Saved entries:
● ● ● ●
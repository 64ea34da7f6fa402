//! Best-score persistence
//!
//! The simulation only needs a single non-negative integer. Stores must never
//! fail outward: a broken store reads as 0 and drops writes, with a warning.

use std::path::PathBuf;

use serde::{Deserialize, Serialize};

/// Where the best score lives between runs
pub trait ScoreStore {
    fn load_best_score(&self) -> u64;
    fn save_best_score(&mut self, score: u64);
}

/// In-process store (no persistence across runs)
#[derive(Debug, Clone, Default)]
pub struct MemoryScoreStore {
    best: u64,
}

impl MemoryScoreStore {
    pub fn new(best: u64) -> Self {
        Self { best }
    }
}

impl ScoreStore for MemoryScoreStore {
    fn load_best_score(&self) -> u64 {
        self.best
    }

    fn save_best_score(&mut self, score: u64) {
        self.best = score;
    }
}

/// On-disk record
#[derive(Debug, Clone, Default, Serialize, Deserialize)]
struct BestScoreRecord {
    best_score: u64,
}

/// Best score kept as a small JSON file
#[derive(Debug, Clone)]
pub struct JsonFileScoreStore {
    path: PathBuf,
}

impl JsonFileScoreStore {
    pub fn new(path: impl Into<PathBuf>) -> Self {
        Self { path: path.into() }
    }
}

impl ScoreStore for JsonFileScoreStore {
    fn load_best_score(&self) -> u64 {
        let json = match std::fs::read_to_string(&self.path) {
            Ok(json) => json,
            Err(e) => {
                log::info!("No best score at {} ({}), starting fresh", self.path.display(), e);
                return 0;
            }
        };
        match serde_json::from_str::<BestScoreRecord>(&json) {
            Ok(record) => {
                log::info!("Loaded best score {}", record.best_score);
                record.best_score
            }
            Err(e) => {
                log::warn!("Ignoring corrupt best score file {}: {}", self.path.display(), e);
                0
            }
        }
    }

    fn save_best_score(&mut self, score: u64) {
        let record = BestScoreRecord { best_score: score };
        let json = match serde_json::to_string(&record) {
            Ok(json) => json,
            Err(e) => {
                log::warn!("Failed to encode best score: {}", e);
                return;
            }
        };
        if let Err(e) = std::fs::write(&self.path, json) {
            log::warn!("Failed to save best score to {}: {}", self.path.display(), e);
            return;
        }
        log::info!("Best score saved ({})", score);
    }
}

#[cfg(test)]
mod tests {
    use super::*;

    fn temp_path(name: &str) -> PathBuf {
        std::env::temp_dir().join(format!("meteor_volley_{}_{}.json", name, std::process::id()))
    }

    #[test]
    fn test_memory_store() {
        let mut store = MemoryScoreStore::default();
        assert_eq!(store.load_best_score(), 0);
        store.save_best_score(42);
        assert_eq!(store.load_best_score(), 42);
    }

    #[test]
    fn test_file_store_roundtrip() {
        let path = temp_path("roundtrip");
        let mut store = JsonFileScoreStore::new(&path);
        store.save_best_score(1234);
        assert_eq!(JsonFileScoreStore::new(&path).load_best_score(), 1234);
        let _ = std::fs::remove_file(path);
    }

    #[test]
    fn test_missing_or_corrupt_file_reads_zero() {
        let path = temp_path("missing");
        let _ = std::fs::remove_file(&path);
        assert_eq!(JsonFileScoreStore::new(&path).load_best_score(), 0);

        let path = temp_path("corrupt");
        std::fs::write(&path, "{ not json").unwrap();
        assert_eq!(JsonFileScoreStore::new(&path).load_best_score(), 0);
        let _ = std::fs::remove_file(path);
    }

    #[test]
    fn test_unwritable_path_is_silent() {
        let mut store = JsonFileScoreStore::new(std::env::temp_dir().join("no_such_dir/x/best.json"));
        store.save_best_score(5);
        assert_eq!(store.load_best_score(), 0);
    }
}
● ● ● ●
What you are asked to do:
Work out how many lines of the data include the word "runs", and write that number alone.

Response:
2